**Assignment**
Across the entries below, how many lines include "first"? Give the number and nothing else.

**Stored entries**
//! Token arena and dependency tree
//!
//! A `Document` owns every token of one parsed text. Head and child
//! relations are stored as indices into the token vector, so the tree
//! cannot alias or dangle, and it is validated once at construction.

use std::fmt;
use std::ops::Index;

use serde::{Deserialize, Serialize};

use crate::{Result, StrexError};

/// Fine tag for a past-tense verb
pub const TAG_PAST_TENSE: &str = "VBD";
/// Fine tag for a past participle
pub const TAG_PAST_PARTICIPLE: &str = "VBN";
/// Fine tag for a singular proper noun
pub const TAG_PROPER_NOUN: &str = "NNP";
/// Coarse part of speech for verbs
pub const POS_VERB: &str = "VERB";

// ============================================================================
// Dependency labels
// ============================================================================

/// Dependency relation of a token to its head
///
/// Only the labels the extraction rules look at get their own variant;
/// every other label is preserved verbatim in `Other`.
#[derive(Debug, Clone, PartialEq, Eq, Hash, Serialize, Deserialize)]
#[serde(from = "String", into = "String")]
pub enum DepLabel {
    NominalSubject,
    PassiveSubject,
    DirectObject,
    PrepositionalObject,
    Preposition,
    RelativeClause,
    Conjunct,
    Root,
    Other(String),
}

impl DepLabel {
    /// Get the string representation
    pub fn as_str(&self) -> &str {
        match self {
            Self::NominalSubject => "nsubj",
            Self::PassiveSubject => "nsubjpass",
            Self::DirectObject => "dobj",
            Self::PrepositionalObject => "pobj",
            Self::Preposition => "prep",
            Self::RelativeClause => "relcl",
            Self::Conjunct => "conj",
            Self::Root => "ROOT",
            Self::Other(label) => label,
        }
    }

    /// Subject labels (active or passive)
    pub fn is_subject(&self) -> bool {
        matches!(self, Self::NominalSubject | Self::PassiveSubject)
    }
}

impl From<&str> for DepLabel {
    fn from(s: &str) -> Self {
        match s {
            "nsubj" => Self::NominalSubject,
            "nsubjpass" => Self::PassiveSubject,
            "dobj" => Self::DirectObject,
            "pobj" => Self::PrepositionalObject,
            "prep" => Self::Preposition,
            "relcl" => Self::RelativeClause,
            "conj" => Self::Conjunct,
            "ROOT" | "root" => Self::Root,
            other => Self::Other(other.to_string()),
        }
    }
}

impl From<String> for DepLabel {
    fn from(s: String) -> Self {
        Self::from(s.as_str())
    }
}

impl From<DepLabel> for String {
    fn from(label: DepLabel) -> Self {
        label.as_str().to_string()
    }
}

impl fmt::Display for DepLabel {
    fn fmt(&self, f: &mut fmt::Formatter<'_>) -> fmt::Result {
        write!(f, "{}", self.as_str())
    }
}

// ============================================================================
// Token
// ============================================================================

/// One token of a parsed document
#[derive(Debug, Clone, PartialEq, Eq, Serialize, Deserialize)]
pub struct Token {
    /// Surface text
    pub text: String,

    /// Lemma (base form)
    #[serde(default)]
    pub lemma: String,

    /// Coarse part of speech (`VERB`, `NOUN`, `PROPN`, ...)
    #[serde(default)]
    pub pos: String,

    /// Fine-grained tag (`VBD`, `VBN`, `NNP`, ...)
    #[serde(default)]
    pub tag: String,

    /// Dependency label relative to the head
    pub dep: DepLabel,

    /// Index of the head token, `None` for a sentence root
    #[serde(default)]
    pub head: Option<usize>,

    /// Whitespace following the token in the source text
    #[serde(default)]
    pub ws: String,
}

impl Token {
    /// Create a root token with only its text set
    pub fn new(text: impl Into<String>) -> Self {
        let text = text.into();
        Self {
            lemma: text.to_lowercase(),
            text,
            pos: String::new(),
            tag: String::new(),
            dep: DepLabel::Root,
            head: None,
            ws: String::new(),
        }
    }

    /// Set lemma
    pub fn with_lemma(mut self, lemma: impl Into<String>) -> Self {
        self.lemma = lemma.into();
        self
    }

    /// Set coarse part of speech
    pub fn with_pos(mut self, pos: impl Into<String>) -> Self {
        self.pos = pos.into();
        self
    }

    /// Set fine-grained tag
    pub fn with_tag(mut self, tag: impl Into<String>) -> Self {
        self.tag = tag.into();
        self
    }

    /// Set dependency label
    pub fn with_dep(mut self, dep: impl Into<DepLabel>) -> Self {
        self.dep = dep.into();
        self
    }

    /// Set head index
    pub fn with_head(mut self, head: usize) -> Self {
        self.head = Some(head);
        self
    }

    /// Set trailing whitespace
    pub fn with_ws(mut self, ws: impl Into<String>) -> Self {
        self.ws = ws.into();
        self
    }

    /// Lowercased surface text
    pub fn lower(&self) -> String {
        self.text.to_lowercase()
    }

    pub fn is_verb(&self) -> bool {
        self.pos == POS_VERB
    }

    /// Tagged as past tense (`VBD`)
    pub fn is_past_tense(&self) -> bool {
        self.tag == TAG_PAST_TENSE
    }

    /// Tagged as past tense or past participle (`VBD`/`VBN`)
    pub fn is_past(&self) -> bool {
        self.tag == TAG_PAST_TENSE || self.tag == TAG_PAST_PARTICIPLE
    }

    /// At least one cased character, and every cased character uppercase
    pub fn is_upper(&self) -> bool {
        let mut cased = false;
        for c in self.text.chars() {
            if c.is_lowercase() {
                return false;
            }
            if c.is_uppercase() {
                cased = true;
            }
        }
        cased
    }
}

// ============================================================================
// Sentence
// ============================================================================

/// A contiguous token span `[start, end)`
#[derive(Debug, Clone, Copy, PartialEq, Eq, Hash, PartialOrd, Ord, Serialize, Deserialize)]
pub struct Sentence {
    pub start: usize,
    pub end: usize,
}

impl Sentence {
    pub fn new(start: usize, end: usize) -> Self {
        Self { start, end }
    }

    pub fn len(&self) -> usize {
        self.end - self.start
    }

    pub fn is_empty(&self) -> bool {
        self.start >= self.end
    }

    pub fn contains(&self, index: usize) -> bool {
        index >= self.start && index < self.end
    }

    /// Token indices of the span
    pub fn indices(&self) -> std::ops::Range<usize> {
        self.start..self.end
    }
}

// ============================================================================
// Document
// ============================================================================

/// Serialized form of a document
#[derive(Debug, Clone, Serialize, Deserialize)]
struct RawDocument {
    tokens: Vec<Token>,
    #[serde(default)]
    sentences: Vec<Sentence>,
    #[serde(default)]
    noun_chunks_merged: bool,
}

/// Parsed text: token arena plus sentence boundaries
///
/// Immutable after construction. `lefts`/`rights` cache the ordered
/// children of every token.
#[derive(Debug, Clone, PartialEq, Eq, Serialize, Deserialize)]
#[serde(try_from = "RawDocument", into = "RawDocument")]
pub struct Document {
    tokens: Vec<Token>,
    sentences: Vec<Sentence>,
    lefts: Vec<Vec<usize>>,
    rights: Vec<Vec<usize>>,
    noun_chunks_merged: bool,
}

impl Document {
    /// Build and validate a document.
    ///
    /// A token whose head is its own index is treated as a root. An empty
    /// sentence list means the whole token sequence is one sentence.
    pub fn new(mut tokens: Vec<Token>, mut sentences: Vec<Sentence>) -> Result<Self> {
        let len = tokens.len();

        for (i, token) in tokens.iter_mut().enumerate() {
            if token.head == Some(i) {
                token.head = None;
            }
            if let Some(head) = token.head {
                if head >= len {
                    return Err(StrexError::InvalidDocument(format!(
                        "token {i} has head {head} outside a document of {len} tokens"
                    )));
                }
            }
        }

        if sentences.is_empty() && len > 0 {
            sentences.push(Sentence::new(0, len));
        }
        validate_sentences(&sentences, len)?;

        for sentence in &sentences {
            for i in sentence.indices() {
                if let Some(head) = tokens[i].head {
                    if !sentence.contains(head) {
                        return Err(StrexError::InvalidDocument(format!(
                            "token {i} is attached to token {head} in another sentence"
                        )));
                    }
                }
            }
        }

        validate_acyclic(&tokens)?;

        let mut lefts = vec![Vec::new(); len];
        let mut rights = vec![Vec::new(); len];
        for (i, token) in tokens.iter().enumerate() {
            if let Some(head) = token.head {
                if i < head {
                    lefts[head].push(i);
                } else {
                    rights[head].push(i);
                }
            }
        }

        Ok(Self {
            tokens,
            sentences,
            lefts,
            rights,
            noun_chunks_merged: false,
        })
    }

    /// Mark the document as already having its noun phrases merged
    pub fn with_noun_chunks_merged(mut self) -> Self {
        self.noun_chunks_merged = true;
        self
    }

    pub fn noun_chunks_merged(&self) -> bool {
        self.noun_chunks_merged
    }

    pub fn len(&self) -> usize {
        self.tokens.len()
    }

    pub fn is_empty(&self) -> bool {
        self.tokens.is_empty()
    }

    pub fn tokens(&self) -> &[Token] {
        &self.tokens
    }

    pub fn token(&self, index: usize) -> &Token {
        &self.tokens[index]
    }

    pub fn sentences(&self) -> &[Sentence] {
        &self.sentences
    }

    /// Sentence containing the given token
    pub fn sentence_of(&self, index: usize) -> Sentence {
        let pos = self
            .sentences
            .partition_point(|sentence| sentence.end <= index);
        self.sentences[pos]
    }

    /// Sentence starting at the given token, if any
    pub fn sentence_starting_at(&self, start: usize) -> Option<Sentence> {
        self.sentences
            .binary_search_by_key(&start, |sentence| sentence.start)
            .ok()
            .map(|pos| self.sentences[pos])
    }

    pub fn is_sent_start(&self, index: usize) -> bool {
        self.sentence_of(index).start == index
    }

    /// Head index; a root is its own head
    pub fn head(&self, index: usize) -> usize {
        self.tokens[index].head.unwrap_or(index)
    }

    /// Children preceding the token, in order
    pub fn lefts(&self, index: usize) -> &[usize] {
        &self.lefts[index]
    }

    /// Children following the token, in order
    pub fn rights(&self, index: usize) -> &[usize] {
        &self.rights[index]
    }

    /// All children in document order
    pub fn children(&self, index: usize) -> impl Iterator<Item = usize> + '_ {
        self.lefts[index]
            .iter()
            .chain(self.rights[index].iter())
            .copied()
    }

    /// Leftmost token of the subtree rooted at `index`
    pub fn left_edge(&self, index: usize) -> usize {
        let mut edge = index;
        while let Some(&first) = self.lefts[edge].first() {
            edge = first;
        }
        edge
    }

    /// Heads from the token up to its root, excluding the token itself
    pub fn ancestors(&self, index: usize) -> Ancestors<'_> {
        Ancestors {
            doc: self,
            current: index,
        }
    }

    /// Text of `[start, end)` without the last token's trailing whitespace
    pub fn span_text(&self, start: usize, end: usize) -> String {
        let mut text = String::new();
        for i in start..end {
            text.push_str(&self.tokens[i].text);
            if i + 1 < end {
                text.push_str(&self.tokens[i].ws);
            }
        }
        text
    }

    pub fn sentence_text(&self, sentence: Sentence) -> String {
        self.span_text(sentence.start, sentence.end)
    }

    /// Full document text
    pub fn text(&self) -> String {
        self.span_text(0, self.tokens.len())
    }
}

**Answer to the exercise**
2